Your instructions
Report all lines of the data below that hold the word "RaggedChannels".

Material provided
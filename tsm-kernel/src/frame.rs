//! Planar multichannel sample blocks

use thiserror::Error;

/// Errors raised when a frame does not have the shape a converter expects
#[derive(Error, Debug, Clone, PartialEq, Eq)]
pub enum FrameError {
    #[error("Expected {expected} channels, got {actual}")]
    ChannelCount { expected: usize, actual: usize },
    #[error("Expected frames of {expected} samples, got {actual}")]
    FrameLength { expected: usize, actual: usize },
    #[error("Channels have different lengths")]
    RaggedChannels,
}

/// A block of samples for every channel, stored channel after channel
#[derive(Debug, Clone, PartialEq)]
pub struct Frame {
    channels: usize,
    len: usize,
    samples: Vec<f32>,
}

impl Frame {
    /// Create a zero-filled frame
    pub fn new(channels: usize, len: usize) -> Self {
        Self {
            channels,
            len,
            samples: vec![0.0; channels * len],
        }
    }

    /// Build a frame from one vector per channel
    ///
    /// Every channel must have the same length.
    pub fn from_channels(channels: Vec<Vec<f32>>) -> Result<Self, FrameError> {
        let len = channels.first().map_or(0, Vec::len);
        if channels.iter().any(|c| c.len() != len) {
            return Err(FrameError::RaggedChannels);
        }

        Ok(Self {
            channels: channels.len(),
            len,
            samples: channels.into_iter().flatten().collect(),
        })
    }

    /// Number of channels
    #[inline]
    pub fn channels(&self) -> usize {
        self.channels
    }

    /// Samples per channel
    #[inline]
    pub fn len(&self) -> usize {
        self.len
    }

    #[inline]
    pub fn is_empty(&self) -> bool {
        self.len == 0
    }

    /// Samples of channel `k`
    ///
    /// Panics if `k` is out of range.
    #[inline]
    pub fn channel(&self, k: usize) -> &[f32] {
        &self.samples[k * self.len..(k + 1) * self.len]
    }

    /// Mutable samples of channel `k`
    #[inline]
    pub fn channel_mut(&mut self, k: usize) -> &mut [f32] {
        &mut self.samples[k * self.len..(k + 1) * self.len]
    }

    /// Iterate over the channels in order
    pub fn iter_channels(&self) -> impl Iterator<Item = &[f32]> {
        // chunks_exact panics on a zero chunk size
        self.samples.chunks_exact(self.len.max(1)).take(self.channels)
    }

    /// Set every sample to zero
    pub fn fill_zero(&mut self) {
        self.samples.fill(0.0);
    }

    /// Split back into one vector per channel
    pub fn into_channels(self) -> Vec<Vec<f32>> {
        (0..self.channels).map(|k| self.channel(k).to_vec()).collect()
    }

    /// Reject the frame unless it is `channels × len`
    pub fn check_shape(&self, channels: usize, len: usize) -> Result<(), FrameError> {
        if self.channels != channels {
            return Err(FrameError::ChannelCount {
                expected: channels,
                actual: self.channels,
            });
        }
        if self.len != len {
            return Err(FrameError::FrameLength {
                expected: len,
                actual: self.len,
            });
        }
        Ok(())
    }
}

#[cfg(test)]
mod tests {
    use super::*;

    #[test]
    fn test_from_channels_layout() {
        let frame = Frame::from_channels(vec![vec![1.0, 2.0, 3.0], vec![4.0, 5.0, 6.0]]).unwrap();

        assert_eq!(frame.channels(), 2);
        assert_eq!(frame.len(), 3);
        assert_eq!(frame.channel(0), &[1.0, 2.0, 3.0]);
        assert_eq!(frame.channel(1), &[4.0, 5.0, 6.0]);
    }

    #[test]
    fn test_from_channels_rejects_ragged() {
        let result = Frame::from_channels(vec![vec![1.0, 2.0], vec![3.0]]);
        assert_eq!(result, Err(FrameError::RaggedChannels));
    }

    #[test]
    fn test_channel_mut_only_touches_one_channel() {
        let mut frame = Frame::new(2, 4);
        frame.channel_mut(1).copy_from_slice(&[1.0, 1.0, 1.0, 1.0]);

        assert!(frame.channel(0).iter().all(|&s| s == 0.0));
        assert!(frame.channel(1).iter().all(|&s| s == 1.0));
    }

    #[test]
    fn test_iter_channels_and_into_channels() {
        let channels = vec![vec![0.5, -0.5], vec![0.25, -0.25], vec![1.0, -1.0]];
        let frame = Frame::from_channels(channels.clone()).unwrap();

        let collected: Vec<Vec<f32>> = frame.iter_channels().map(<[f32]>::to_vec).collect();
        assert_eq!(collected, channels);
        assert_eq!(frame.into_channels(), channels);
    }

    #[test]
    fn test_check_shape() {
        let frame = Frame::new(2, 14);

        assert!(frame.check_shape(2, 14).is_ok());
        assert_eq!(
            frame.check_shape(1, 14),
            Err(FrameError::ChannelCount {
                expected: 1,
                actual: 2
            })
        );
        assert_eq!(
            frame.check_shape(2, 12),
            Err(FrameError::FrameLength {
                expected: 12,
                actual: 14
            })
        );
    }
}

==

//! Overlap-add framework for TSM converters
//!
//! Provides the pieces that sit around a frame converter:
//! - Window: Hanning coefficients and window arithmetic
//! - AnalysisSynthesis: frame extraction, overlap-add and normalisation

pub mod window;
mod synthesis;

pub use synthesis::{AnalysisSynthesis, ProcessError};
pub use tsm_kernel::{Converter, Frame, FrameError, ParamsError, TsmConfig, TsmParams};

Answer space
    RaggedChannels,
            return Err(FrameError::RaggedChannels);
        assert_eq!(result, Err(FrameError::RaggedChannels));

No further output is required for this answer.